■ **Directions**
Every line of the records below from the line with "implementation for Hivebook." up to and including the line with "- Diesel migrations" must be reproduced exactly, and no line outside that range.

■ **Exercise inputs**
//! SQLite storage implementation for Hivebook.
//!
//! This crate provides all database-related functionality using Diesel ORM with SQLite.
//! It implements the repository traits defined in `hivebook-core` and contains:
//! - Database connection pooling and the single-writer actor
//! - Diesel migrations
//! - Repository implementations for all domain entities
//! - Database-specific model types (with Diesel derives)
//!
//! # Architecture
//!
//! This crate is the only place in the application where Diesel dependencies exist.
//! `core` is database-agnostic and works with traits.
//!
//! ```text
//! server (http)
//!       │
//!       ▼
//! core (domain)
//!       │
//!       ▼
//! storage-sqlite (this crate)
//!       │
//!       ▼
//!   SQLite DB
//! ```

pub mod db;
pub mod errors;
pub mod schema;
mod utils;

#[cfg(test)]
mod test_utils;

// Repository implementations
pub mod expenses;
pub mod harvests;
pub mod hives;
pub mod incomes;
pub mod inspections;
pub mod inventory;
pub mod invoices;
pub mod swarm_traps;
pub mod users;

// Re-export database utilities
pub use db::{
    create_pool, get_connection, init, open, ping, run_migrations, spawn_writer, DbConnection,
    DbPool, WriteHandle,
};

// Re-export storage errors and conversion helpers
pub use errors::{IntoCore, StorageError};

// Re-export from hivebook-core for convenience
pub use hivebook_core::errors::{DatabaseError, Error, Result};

==

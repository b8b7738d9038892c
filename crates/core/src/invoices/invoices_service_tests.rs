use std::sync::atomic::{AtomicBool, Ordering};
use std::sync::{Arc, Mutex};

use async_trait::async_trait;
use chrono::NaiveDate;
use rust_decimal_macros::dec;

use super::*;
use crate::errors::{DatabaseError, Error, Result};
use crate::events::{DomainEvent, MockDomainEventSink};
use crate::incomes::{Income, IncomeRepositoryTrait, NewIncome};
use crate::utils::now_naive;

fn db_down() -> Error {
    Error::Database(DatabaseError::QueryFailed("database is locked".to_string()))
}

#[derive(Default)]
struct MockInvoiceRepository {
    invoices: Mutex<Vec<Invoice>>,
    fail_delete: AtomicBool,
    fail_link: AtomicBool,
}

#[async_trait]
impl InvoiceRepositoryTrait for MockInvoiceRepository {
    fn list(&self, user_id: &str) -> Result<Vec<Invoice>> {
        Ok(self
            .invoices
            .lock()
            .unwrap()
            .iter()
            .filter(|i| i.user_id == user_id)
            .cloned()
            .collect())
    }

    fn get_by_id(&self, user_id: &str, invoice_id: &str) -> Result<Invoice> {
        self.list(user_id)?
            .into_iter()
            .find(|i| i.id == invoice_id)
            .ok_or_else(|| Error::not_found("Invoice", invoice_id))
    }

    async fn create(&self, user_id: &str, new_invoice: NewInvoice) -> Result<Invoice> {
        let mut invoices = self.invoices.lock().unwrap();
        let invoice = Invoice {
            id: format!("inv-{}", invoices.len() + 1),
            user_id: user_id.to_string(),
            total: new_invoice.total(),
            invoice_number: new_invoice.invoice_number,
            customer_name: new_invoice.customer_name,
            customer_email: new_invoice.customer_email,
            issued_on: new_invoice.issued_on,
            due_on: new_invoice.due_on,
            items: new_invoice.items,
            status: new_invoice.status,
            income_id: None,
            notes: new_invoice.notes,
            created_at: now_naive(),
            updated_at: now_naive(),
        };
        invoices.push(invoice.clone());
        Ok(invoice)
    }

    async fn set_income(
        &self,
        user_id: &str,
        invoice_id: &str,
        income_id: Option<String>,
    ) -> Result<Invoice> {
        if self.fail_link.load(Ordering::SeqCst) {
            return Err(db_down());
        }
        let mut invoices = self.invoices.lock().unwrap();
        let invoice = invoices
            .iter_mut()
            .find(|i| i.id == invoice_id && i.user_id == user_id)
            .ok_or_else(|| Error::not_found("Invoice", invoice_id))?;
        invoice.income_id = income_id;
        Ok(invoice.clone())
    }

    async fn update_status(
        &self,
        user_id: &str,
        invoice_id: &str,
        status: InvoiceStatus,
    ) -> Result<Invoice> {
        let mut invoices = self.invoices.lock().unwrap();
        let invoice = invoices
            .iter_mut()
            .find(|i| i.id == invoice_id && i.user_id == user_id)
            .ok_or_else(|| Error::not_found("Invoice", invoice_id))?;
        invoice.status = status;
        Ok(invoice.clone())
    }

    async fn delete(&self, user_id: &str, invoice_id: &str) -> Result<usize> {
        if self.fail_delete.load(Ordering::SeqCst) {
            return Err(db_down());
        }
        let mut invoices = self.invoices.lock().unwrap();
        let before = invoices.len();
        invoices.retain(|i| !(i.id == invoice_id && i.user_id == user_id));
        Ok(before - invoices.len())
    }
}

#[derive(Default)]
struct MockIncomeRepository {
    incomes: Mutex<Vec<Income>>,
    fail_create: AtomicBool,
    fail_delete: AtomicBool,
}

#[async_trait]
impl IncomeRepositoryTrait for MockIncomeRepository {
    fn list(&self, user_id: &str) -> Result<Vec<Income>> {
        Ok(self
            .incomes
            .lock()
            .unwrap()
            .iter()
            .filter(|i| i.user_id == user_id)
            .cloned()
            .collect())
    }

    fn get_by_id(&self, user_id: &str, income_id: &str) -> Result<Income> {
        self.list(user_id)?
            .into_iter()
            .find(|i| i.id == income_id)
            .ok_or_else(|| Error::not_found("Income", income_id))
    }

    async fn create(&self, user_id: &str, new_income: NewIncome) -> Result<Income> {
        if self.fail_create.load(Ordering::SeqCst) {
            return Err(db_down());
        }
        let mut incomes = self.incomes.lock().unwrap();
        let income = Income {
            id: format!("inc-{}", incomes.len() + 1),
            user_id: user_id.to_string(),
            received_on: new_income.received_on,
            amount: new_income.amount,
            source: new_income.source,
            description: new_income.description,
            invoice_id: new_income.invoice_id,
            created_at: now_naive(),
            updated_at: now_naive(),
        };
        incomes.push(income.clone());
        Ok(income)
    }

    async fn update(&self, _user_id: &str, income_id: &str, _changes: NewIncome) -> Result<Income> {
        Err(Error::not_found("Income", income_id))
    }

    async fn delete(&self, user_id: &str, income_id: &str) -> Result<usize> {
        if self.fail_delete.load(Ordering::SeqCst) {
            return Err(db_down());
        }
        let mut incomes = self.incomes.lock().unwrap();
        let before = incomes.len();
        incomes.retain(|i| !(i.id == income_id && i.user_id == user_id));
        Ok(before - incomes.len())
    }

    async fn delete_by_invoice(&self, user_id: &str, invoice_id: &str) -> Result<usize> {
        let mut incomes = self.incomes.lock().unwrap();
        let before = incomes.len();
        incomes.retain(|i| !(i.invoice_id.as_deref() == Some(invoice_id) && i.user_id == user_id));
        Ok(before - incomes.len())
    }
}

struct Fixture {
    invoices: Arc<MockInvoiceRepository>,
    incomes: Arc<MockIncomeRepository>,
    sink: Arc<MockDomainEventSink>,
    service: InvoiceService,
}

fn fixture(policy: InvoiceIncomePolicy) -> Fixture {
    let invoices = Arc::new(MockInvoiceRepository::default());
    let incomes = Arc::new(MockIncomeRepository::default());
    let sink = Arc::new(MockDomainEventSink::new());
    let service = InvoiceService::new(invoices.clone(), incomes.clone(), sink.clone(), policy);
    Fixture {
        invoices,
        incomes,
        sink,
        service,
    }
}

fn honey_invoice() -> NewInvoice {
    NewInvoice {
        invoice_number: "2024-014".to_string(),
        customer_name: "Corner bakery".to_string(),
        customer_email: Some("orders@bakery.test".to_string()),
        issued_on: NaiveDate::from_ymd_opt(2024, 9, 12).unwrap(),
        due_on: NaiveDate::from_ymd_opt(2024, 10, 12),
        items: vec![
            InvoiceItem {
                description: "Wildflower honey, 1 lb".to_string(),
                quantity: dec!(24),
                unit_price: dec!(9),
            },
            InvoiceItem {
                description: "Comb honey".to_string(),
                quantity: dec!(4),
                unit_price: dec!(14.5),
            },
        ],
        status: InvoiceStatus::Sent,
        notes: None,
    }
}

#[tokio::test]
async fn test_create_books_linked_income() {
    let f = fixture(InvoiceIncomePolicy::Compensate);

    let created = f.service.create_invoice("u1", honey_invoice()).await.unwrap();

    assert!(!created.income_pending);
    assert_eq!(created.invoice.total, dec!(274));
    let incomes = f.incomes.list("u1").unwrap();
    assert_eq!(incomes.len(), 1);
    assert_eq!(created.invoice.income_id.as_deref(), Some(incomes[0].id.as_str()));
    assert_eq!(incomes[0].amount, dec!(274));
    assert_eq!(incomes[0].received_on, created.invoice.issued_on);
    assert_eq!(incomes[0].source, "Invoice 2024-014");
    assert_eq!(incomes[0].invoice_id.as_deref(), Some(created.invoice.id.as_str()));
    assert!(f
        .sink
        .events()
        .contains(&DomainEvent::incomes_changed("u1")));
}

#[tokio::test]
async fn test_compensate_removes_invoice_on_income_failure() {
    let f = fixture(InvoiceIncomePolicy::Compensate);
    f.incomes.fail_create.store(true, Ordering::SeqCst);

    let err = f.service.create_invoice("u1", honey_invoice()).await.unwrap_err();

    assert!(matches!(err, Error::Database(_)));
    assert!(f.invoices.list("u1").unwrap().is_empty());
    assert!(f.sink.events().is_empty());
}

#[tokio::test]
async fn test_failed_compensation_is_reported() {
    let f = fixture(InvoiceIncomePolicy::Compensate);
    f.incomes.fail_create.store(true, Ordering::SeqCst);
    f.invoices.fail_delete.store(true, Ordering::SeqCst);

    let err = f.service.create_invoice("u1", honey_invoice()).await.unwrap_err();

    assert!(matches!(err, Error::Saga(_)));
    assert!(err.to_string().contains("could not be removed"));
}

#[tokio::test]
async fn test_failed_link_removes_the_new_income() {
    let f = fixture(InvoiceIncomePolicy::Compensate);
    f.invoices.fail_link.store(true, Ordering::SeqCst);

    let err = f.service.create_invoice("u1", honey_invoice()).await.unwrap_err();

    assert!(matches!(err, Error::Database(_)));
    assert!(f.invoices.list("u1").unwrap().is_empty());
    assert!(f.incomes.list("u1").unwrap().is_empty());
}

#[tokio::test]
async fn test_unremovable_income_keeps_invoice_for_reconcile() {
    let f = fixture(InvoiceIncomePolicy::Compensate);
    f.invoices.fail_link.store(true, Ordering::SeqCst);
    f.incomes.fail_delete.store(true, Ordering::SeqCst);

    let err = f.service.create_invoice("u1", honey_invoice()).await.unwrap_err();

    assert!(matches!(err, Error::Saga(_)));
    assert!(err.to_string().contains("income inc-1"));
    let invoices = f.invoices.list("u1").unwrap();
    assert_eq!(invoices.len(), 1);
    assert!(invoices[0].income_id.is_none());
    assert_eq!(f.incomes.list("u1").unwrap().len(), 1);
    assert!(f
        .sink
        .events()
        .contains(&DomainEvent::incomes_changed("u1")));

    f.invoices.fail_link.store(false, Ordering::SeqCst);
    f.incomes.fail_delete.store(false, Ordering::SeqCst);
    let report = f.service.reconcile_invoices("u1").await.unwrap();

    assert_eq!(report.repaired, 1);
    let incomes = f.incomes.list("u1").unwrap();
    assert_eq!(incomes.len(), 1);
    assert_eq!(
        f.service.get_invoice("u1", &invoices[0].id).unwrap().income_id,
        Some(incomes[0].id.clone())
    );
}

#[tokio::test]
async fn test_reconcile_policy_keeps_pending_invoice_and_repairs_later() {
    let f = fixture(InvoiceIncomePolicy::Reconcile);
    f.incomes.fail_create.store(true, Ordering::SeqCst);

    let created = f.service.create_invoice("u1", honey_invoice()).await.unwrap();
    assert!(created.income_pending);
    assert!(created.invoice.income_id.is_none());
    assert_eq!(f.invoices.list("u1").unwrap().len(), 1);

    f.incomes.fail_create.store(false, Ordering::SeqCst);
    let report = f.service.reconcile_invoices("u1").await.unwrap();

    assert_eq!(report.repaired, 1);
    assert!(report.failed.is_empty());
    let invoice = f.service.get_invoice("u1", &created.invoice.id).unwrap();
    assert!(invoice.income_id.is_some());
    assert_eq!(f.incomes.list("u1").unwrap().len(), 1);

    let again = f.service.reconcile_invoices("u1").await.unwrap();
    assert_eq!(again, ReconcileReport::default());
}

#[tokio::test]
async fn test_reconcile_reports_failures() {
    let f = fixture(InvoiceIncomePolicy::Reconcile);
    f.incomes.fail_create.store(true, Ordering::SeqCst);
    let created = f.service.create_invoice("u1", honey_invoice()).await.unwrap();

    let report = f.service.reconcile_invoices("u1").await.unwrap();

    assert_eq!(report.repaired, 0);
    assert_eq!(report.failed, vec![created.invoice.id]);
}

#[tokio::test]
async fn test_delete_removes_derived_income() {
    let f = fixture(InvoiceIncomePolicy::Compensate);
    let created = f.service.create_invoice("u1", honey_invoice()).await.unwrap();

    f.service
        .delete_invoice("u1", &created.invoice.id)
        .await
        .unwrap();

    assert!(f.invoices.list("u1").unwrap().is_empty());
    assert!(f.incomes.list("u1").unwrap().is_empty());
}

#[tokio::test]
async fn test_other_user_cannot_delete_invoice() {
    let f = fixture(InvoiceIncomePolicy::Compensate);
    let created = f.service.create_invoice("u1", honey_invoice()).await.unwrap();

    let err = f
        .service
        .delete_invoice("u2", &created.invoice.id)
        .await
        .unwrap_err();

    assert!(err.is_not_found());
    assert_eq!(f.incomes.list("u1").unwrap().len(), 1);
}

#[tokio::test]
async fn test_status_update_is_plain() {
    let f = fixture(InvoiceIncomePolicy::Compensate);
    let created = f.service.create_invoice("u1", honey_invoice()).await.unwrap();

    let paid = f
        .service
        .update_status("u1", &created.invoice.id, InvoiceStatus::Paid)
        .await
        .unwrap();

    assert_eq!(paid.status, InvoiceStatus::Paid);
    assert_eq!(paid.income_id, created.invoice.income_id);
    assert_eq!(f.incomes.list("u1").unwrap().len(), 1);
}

==

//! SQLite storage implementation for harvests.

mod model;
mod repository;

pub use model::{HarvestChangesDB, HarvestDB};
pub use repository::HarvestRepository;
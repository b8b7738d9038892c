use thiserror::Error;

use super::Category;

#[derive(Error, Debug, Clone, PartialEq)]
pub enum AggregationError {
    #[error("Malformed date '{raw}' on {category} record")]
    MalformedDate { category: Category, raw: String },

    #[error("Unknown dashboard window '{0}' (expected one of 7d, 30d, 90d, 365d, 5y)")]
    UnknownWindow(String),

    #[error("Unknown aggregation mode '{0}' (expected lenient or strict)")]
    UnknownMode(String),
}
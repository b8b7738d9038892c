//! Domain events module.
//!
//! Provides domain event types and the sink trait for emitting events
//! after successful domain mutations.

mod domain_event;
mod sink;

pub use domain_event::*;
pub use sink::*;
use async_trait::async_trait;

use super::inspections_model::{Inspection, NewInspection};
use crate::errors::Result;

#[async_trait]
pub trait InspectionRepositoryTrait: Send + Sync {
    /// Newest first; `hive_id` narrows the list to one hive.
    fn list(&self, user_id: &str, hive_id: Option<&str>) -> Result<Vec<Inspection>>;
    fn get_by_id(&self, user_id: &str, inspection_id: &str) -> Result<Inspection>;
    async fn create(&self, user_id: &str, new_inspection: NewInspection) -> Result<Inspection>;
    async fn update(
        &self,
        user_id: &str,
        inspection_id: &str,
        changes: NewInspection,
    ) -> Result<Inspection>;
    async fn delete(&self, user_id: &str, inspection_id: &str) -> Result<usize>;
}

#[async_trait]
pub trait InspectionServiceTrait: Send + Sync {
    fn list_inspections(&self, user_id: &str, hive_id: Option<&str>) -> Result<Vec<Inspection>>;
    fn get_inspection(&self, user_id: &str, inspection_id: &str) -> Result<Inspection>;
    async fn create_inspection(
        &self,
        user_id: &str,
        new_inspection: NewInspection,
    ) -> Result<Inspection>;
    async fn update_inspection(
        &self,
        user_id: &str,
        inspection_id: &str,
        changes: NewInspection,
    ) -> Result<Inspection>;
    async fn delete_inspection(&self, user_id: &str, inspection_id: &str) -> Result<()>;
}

■ **Response to the exercise**
//! SQLite storage implementation for Hivebook.
//!
//! This crate provides all database-related functionality using Diesel ORM with SQLite.
//! It implements the repository traits defined in `hivebook-core` and contains:
//! - Database connection pooling and the single-writer actor
//! - Diesel migrations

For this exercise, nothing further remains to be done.